The Department also provided this Office with a copy of a June 22, 2020, letter from Special Agent in Charge James R. Brown, Jr. to Interim Chief Schroeder. In that letter, Special Agent Brown explained that the FBI is conducting an investigation into the circumstances leading to Ms. Taylor's death. As part of its investigation into potential federal offenses, "the FBI has obtained investigative files for an Officer-Involved Shooting created by [the Department's PIU], designated PIU Case No. 20-019, and an investigative file created by the Criminal Interdiction Division, Place-Based Investigations, designated PBI Case No. 20-01." Agent Brown further explained that "[t]he public dissemination of the investigative files for PIU Case No. 20-019 and PBI Case No. 20-01, at this time in the federal investigation," would have an adverse impact on the FBI's ability to investigate the matter properly. Thus, the FBI confirmed that its investigation of this matter is ongoing and that no prosecutorial decision has been made.

In light of the substantiating information that the Department provided on appeal, this Office finds that the Department has justified the denial of Appellant's request under KRS 17.150(2)(d) with sufficient specificity. The Department has conclusively established that "prospective law enforcement actions," both state and federal, may result from the March 13 incident. Moreover, the Department has stated with specificity that disclosure of the investigative records in dispute would impede the ability of the Attorney General and the FBI to conduct their investigations and that premature release of these records could cause harm to a potential prosecution. Accordingly, the Department did not violate the Act.

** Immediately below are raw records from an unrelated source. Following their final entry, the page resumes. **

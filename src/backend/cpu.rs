//! CPU worker pool backend
//!
//! Lanes are spread over a dedicated rayon pool so the thread count is
//! independent of the global pool.

use rayon::{ThreadPool, ThreadPoolBuilder};
use tracing::trace;

use super::{Backend, BackendInfo, BackendSource, Capabilities, DeviceClass};
use crate::algorithm::{run_batch, BatchResults, KernelParams, KernelVariant, PreparedKernel};
use crate::error::BackendError;

/// Lanes a CPU worker is treated as handling per scheduling round, for batch
/// sizing. Plays the role of an OpenCL work-group size.
pub const CPU_WORKER_GROUP: usize = 16_384;

/// The job bound by the last [`Backend::prepare`]
#[derive(Debug, Clone)]
struct CpuJob {
    variant: KernelVariant,
    message: Vec<u8>,
    nonce_offset: usize,
    digit_width: u32,
    difficulty: u32,
}

impl CpuJob {
    fn params(&self) -> KernelParams<'_> {
        KernelParams {
            message: &self.message,
            nonce_offset: self.nonce_offset,
            digit_width: self.digit_width,
            difficulty: self.difficulty,
        }
    }
}

/// Multi-threaded host backend
pub struct CpuBackend {
    info: BackendInfo,
    pool: ThreadPool,
    job: Option<CpuJob>,
}

impl CpuBackend {
    /// Create a pool with `threads` workers (at least one).
    pub fn new(threads: usize) -> Result<Self, BackendError> {
        let threads = threads.max(1);
        let pool = ThreadPoolBuilder::new()
            .num_threads(threads)
            .thread_name(|i| format!("nip13-worker-{}", i))
            .build()?;

        Ok(Self {
            info: Self::describe(threads),
            pool,
            job: None,
        })
    }

    /// Enumeration entry for a pool of `threads` workers.
    pub fn describe(threads: usize) -> BackendInfo {
        let threads = threads.max(1);
        BackendInfo {
            name: format!("CPU worker pool ({} threads)", threads),
            vendor: "host".to_string(),
            version: format!("rayon, {} logical cores", num_cpus::get()),
            platform: None,
            caps: Capabilities {
                class: DeviceClass::Cpu,
                compute_units: threads as u32,
                group_size: Some(CPU_WORKER_GROUP),
                global_mem: None,
            },
            source: BackendSource::CpuPool { threads },
        }
    }
}

impl Backend for CpuBackend {
    fn info(&self) -> &BackendInfo {
        &self.info
    }

    fn prepare(
        &mut self,
        variant: KernelVariant,
        params: KernelParams<'_>,
    ) -> Result<(), BackendError> {
        self.job = Some(CpuJob {
            variant,
            message: params.message.to_vec(),
            nonce_offset: params.nonce_offset,
            digit_width: params.digit_width,
            difficulty: params.difficulty,
        });
        Ok(())
    }

    fn dispatch(&mut self, base_nonce: u64, lanes: usize) -> Result<BatchResults, BackendError> {
        let job = self.job.as_ref().ok_or(BackendError::NotPrepared)?;
        let kernel = PreparedKernel::new(job.variant, job.params());

        let results = self.pool.install(|| run_batch(&kernel, base_nonce, lanes));
        trace!(base_nonce, lanes, hits = results.hits.len(), "cpu batch done");
        Ok(results)
    }
}
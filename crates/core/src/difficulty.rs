//! Proof-of-work difficulty as leading zero bits

/// Count the leading zero bits of a digest, byte-major, most significant bit
/// first. An all-zero input counts `8 * len`.
///
/// # Example
///
/// ```rust
/// use nip13_core::leading_zero_bits;
///
/// assert_eq!(leading_zero_bits(&[0x00, 0x00, 0x0F, 0xFF]), 20);
/// assert_eq!(leading_zero_bits(&[0x80, 0x00]), 0);
/// ```
#[inline(always)]
pub fn leading_zero_bits(digest: &[u8]) -> u32 {
    let mut zero_bits = 0u32;

    for byte in digest.iter() {
        if *byte == 0 {
            zero_bits += 8;
        } else {
            zero_bits += byte.leading_zeros();
            break;
        }
    }

    zero_bits
}

/// Check if a digest has at least `difficulty` leading zero bits.
#[inline(always)]
pub fn meets_difficulty(digest: &[u8], difficulty: u32) -> bool {
    leading_zero_bits(digest) >= difficulty
}

/// Leading zero bits of a hex-encoded digest, as NIP-13 counts them.
///
/// Returns `None` if the string contains a non-hex character before the first
/// set bit.
pub fn leading_zero_bits_hex(hex_digest: &str) -> Option<u32> {
    let mut zero_bits = 0u32;

    for c in hex_digest.chars() {
        let nibble = c.to_digit(16)?;
        if nibble == 0 {
            zero_bits += 4;
        } else {
            zero_bits += (nibble as u8).leading_zeros() - 4;
            break;
        }
    }

    Some(zero_bits)
}
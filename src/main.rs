//! NIP-13 Miner CLI
//!
//! Reads one Nostr event as JSON on stdin, mines a nonce tag into it and
//! prints the result as one line of JSON on stdout.
//!
//! # Commands
//!
//! - *(none)* - Mine the event read from stdin
//! - `list-devices` - Show available compute backends
//! - `benchmark` - Find the fastest batch size for a device
//! - `cross-check` - Check that all kernel variants agree

use std::io::{self, Read};
use std::time::Duration;

use anyhow::Context;
use clap::{Parser, Subcommand};
use tracing::debug;

use nip13::backend;
use nip13::config::{
    BatchSizeSpec, DeviceSelector, KernelSelector, MinerConfig, DEFAULT_DIFFICULTY,
};
use nip13::diagnostics::{self, BenchmarkConfig};
use nip13::logging;
use nip13::progress::ProgressLine;
use nip13::{Event, MineError, SearchContext, Session};

/// Difficulty used by `cross-check` unless one is given
const CROSS_CHECK_DIFFICULTY: u32 = 8;

/// Exit status when kernel variants disagree
const EXIT_MISMATCH: i32 = 3;

#[derive(Parser)]
#[command(name = "nip13-miner")]
#[command(version)]
#[command(about = "NIP-13 proof-of-work miner for Nostr events")]
struct Cli {
    #[command(subcommand)]
    command: Option<Commands>,

    /// Required leading zero bits in the event id (default: 16)
    #[arg(long, global = true)]
    difficulty: Option<u32>,

    /// Nonces per batch as a power of ten (0-10), or auto
    #[arg(long, global = true, default_value = "auto", allow_hyphen_values = true)]
    batch_size: BatchSizeSpec,

    /// Device index from list-devices, or auto
    #[arg(short, long, global = true, default_value = "auto", allow_hyphen_values = true)]
    device: DeviceSelector,

    /// Kernel variant: auto, generic or midstate
    #[arg(long, global = true, default_value = "auto")]
    kernel: KernelSelector,

    /// Number of CPU worker threads (default: number of CPU cores)
    #[arg(long, global = true)]
    threads: Option<usize>,

    /// Log debug output to stderr
    #[arg(short, long, global = true)]
    verbose: bool,
}

#[derive(Subcommand)]
enum Commands {
    /// List available compute devices
    ListDevices,

    /// Sweep batch sizes and recommend the fastest
    Benchmark {
        /// Seconds per run
        #[arg(long, default_value = "5")]
        duration: u64,

        /// Runs per batch size, each on a fresh random event
        #[arg(long, default_value = "3")]
        runs: u32,
    },

    /// Mine random events with every kernel variant and compare the results
    CrossCheck {
        /// Number of random events
        #[arg(long, default_value = "10")]
        events: usize,
    },
}

impl Cli {
    fn config(&self, default_difficulty: u32) -> MinerConfig {
        MinerConfig {
            difficulty: self.difficulty.unwrap_or(default_difficulty),
            batch_size: self.batch_size,
            device: self.device,
            kernel: self.kernel,
            threads: self.threads,
            verbose: self.verbose,
        }
    }
}

fn main() {
    let cli = Cli::parse();

    let code = logging::scoped(cli.verbose, || match run(&cli) {
        Ok(code) => code,
        Err(e) => {
            eprintln!("Error: {:#}", e);
            e.downcast_ref::<MineError>()
                .map_or(1, MineError::exit_code)
        }
    });

    std::process::exit(code);
}

fn run(cli: &Cli) -> anyhow::Result<i32> {
    match cli.command {
        None => cmd_mine(&cli.config(DEFAULT_DIFFICULTY)),
        Some(Commands::ListDevices) => cmd_list_devices(&cli.config(DEFAULT_DIFFICULTY)),
        Some(Commands::Benchmark { duration, runs }) => {
            cmd_benchmark(&cli.config(DEFAULT_DIFFICULTY), duration, runs)
        }
        Some(Commands::CrossCheck { events }) => {
            cmd_cross_check(&cli.config(CROSS_CHECK_DIFFICULTY), events)
        }
    }
}

fn log_config(config: &MinerConfig) -> anyhow::Result<()> {
    debug!("Configuration: {}", serde_json::to_string(config)?);
    Ok(())
}

fn cmd_mine(config: &MinerConfig) -> anyhow::Result<i32> {
    log_config(config)?;

    let mut input = Vec::new();
    io::stdin()
        .read_to_end(&mut input)
        .context("Failed to read event from stdin")?;
    let event = Event::from_json(&input).context("Failed to parse event JSON")?;

    let mut session = Session::open(config)?;

    let mut line = ProgressLine::new(io::stderr());
    let solution = {
        let mut ctx = SearchContext::new(&mut line);
        session.miner(config.difficulty).mine(&event, &mut ctx)?
    };

    debug!(
        nonce = solution.nonce,
        tested = solution.tested,
        rejected = solution.rejected,
        elapsed = ?solution.elapsed,
        "Found nonce"
    );
    println!("{}", solution.event.to_json_line()?);

    Ok(0)
}

fn cmd_list_devices(config: &MinerConfig) -> anyhow::Result<i32> {
    config.validate()?;
    let backends = backend::enumerate(config.worker_threads());
    diagnostics::list_devices(&backends, &mut io::stdout().lock())?;
    Ok(0)
}

fn cmd_benchmark(config: &MinerConfig, duration: u64, runs: u32) -> anyhow::Result<i32> {
    log_config(config)?;
    let mut session = Session::open(config)?;

    let bench = BenchmarkConfig {
        runs: runs.max(1),
        duration: Duration::from_secs(duration),
        difficulty: config.difficulty,
        ..Default::default()
    };
    diagnostics::run_benchmark(
        session.backend.as_mut(),
        session.variant,
        &bench,
        &mut io::stdout().lock(),
    )?;

    Ok(0)
}

fn cmd_cross_check(config: &MinerConfig, events: usize) -> anyhow::Result<i32> {
    log_config(config)?;
    let mut session = Session::open(config)?;

    let report = diagnostics::cross_check(
        session.backend.as_mut(),
        events,
        config.difficulty,
        session.batch_size,
        &mut io::stdout().lock(),
    )?;

    Ok(if report.passed() { 0 } else { EXIT_MISMATCH })
}
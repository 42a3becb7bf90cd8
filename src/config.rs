//! Miner configuration
//!
//! The CLI builds a [`MinerConfig`] from its flags; everything downstream
//! takes the validated config rather than raw arguments.

use std::fmt;
use std::str::FromStr;

use serde::{Serialize, Serializer};

use crate::algorithm::KernelVariant;
use crate::error::ConfigError;

/// Highest accepted difficulty (a SHA-256 digest has 256 bits)
pub const MAX_DIFFICULTY: u32 = 256;

/// Highest accepted batch size power (10^10 lanes)
pub const MAX_BATCH_POWER: u32 = 10;

/// Default difficulty in leading zero bits
pub const DEFAULT_DIFFICULTY: u32 = 16;

/// Lanes per dispatch, as a power of ten
#[derive(Debug, Clone, Copy, Default, PartialEq, Eq)]
pub enum BatchSizeSpec {
    /// Derive from the selected backend's capabilities
    #[default]
    Auto,
    /// `10^n` lanes
    Power(u32),
}

impl FromStr for BatchSizeSpec {
    type Err = ConfigError;

    fn from_str(s: &str) -> Result<Self, Self::Err> {
        let s = s.trim();
        if s.eq_ignore_ascii_case("auto") {
            return Ok(BatchSizeSpec::Auto);
        }
        let power: i64 = s
            .parse()
            .map_err(|_| ConfigError::BatchSizeSyntax(s.to_string()))?;
        match power {
            -1 => Ok(BatchSizeSpec::Auto),
            0..=10 => Ok(BatchSizeSpec::Power(power as u32)),
            _ => Err(ConfigError::BatchSizeRange {
                got: power,
                max: MAX_BATCH_POWER,
            }),
        }
    }
}

impl fmt::Display for BatchSizeSpec {
    fn fmt(&self, f: &mut fmt::Formatter<'_>) -> fmt::Result {
        match self {
            BatchSizeSpec::Auto => f.write_str("auto"),
            BatchSizeSpec::Power(p) => write!(f, "{}", p),
        }
    }
}

/// Which backend to mine on
#[derive(Debug, Clone, Copy, Default, PartialEq, Eq)]
pub enum DeviceSelector {
    /// First GPU-class backend, else the first backend
    #[default]
    Auto,
    /// Index into the enumerated backend list
    Index(usize),
}

impl FromStr for DeviceSelector {
    type Err = ConfigError;

    fn from_str(s: &str) -> Result<Self, Self::Err> {
        let s = s.trim();
        if s.eq_ignore_ascii_case("auto") || s == "-1" {
            return Ok(DeviceSelector::Auto);
        }
        s.parse()
            .map(DeviceSelector::Index)
            .map_err(|_| ConfigError::DeviceSyntax(s.to_string()))
    }
}

impl fmt::Display for DeviceSelector {
    fn fmt(&self, f: &mut fmt::Formatter<'_>) -> fmt::Result {
        match self {
            DeviceSelector::Auto => f.write_str("auto"),
            DeviceSelector::Index(i) => write!(f, "{}", i),
        }
    }
}

/// Which kernel variant to run
#[derive(Debug, Clone, Copy, Default, PartialEq, Eq)]
pub enum KernelSelector {
    /// Pick from the backend's class and vendor
    #[default]
    Auto,
    Variant(KernelVariant),
}

impl FromStr for KernelSelector {
    type Err = ConfigError;

    fn from_str(s: &str) -> Result<Self, Self::Err> {
        let s = s.trim();
        if s.eq_ignore_ascii_case("auto") {
            return Ok(KernelSelector::Auto);
        }
        s.parse()
            .map(KernelSelector::Variant)
            .map_err(|_| ConfigError::Kernel(s.to_string()))
    }
}

impl fmt::Display for KernelSelector {
    fn fmt(&self, f: &mut fmt::Formatter<'_>) -> fmt::Result {
        match self {
            KernelSelector::Auto => f.write_str("auto"),
            KernelSelector::Variant(v) => fmt::Display::fmt(v, f),
        }
    }
}

macro_rules! serialize_as_display {
    ($($ty:ty),*) => {
        $(impl Serialize for $ty {
            fn serialize<S: Serializer>(&self, serializer: S) -> Result<S::Ok, S::Error> {
                serializer.collect_str(self)
            }
        })*
    };
}

serialize_as_display!(BatchSizeSpec, DeviceSelector, KernelSelector);

/// Settings for one mining run
#[derive(Debug, Clone, PartialEq, Eq, Serialize)]
pub struct MinerConfig {
    /// Required leading zero bits
    pub difficulty: u32,
    pub batch_size: BatchSizeSpec,
    pub device: DeviceSelector,
    pub kernel: KernelSelector,
    /// CPU worker threads (default: number of CPU cores)
    pub threads: Option<usize>,
    pub verbose: bool,
}

impl Default for MinerConfig {
    fn default() -> Self {
        Self {
            difficulty: DEFAULT_DIFFICULTY,
            batch_size: BatchSizeSpec::Auto,
            device: DeviceSelector::Auto,
            kernel: KernelSelector::Auto,
            threads: None,
            verbose: false,
        }
    }
}

impl MinerConfig {
    /// Reject out-of-range values before any backend is touched.
    pub fn validate(&self) -> Result<(), ConfigError> {
        if self.difficulty > MAX_DIFFICULTY {
            return Err(ConfigError::Difficulty {
                got: self.difficulty,
                max: MAX_DIFFICULTY,
            });
        }
        if let BatchSizeSpec::Power(p) = self.batch_size {
            if p > MAX_BATCH_POWER {
                return Err(ConfigError::BatchSizeRange {
                    got: p as i64,
                    max: MAX_BATCH_POWER,
                });
            }
        }
        if self.threads == Some(0) {
            return Err(ConfigError::Threads);
        }
        Ok(())
    }

    /// Worker threads for the CPU pool.
    pub fn worker_threads(&self) -> usize {
        self.threads.unwrap_or_else(num_cpus::get).max(1)
    }
}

In so holding, this Office notes that KRS 17.150(3) does not permit a public agency to withhold the subject investigation file indefinitely. Although the Department cannot indefinitely postpone access to the requested investigative records by characterizing the investigation as open or active, it has adequately substantiated that characterization here. See 17-ORD-242 (holding that an agency provided enough specificity by describing the nature of the prospective law enforcement action, even though more than twenty years had elapsed since the investigation began, but observing that the exemption could not apply indefinitely). The Department assures this Office that "this is not a matter of whether the records will be available to the public, only when." Upon completion of the ongoing investigations, these criminal justice agencies will determine whether to prosecute. If they decide to prosecute, the records may be withheld until the conclusion of the prosecution. KRS 17.150(2). If a decision not to prosecute is made, and there are no other potential law enforcement actions pending, the records could be subject to release unless another exception applies.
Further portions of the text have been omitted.